In 1896 I had met upon the prairies numerous "prairie schooners" or hooded waggons, in which families belonging to the Western States were touring the country in search of suitable land. At that time many of these intending settlers were returning to their homes in the United States without having been able to find what they wanted. They were, in general, frightened by the visible evidences of drought. In 1897 and in the immediately subsequent years the weather conditions improved, a dry cycle seemed to have passed away, and a wet cycle seemed to have come.

Agents of the Canadian Immigration authorities were active in Nebraska and other States in which land had advanced sharply in value. Farmers were able to sell their lands in the United States for relatively high prices, and then to cross the line with ready cash and obtain for nothing their share of homestead lands, while if they chose

they could invest a part of their capital in additional land. It was necessary for them to cultivate their homestead lands, but it was not necessary for them to cultivate their purchased land. They could keep it until an advance in price rendered sale expedient. Thus the American invasion began. Many of those immigrants from the United States who came between 1897 and 1904 were possessed of means. They often brought great quantities of stock, farm implements, and household effects with them. Their migration was caused by a combination of circumstances the coincidence of demand at high prices for land in Nebraska and the existence of a large area of land of at least fair quality available for homesteads practically gratuitously in Canada. These American farmers were, in general, readily absorbed into the mass of the agricultural population. There were some cases in which absorption was slow and difficult.

All the American farmers who migrated into Canada were not of either American or British extraction. Many of them had come either directly or indirectly from various parts of Europe. Among these European immigrants who had come via the United States, having resided there for a longer or a shorter time, there was a large group of German Catholics from the Rhenish provinces. Persuaded by the plausible tongues of agents, they had migrated in a large group and had purchased land.

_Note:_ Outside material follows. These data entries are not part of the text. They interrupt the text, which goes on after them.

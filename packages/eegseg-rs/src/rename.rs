use crate::error::{EegSegError, Result};
use crate::types::{RenameEntry, RenameReport, RenameSkip};
use regex::Regex;
use std::collections::BTreeMap;
use std::path::{Path, PathBuf};
use std::sync::OnceLock;

/// Extensions an acquisition device writes for one session.
pub const ACQUISITION_EXTENSIONS: &[&str] = &["rs3", "dap", "dat"];

fn acquisition_pattern() -> &'static Regex {
    static PATTERN: OnceLock<Regex> = OnceLock::new();
    PATTERN.get_or_init(|| {
        Regex::new(r"(?i)^Acquisition ([0-9]+)\.(rs3|dap|dat)$").expect("static regex is valid")
    })
}

/// Original number -> (lowercase extension -> file name).
pub type AcquisitionGroups = BTreeMap<u64, BTreeMap<String, String>>;

/// Ordered set of moves that renumbers a folder's acquisitions to 1..K.
#[derive(Debug, Clone, Default)]
pub struct RenamePlan {
    pub folder: PathBuf,
    pub groups: usize,
    pub entries: Vec<RenameEntry>,
}

impl RenamePlan {
    pub fn is_empty(&self) -> bool {
        self.entries.is_empty()
    }
}

/// Group `Acquisition N.ext` names by N, where N is ASCII digits. Other
/// names are ignored.
///
/// Names are taken in the order given; when two names in a group share an
/// extension up to case, the later one wins.
pub fn group_acquisitions<I, S>(names: I) -> AcquisitionGroups
where
    I: IntoIterator<Item = S>,
    S: AsRef<str>,
{
    let mut groups = AcquisitionGroups::new();
    for name in names {
        let name = name.as_ref();
        let Some(caps) = acquisition_pattern().captures(name) else {
            continue;
        };
        let Ok(number) = caps[1].parse::<u64>() else {
            log::warn!("Acquisition number in '{}' is out of range, ignoring", name);
            continue;
        };
        log::debug!("Matched acquisition {} in '{}'", number, name);
        groups
            .entry(number)
            .or_default()
            .insert(caps[2].to_lowercase(), name.to_string());
    }
    groups
}

/// Work out the renames for `folder` without touching it.
pub fn plan_renames(folder: &Path) -> Result<RenamePlan> {
    if !folder.is_dir() {
        return Err(EegSegError::FolderNotFound(folder.to_path_buf()));
    }

    let mut names = Vec::new();
    for entry in std::fs::read_dir(folder)? {
        let entry = entry?;
        if let Some(name) = entry.file_name().to_str() {
            names.push(name.to_string());
        }
    }
    names.sort();

    let groups = group_acquisitions(&names);
    let mut entries = Vec::new();
    for (new_number, (&original_number, files)) in (1u64..).zip(groups.iter()) {
        for (ext, old_name) in files {
            entries.push(RenameEntry {
                original_number,
                new_number,
                from: old_name.clone(),
                to: format!("{}.{}", new_number, ext),
            });
        }
    }

    Ok(RenamePlan {
        folder: folder.to_path_buf(),
        groups: groups.len(),
        entries,
    })
}

/// Carry out a plan. A rename whose target already exists is skipped and
/// reported; the rest of the plan still runs.
///
/// With `dry_run` nothing is moved, but the report shows what would happen.
pub fn apply_renames(plan: &RenamePlan, dry_run: bool) -> Result<RenameReport> {
    let mut report = RenameReport {
        folder: plan.folder.to_string_lossy().to_string(),
        groups: plan.groups,
        ..Default::default()
    };

    for entry in &plan.entries {
        let old_path = plan.folder.join(&entry.from);
        let new_path = plan.folder.join(&entry.to);

        if new_path.exists() {
            log::warn!(
                "File '{}' already exists, skipping rename of '{}'",
                entry.to,
                entry.from
            );
            report.skipped.push(RenameSkip {
                from: entry.from.clone(),
                to: entry.to.clone(),
                reason: "target already exists".to_string(),
            });
            continue;
        }

        if !dry_run {
            std::fs::rename(&old_path, &new_path)?;
            log::info!("Renamed: {} -> {}", entry.from, entry.to);
        }
        report.renamed.push(entry.clone());
    }

    Ok(report)
}

/// Renumber the acquisition files in `folder` to a dense 1..K sequence.
pub fn rename_files(folder: &Path, dry_run: bool) -> Result<RenameReport> {
    let plan = plan_renames(folder)?;
    if plan.is_empty() {
        log::info!("No acquisition files found in {}", folder.display());
    }
    apply_renames(&plan, dry_run)
}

In 1899 I made my second trip to the North-West, visiting especially the Yorkton region and the Qu'Appelle Valley. In the first part of this trip my principal interest was in the Doukhobors, and I have devoted a separate chapter to them. In the second part of my trip I visited particularly the Swedish and Finnish settlements.

In 1896 I had witnessed the effects of drought, I now saw the effects of excess of moisture. The whole of the plains in the neighbourhood of Portage la Prairie were under water. Haystacks appeared as if they were floating, and the farmers in those cases in which they did not abandon their houses altogether, lived in upper storeys and went to and fro in boats. The elevators were also under water; in many of them the grain had been soaked and become swollen, and the distorted elevators had burst. The waters of the Assiniboine had become uncontrollable. On the Saskatchewan, Swan and White Sand Rivers bridges were down, and communication by railway, and even otherwise, was interrupted.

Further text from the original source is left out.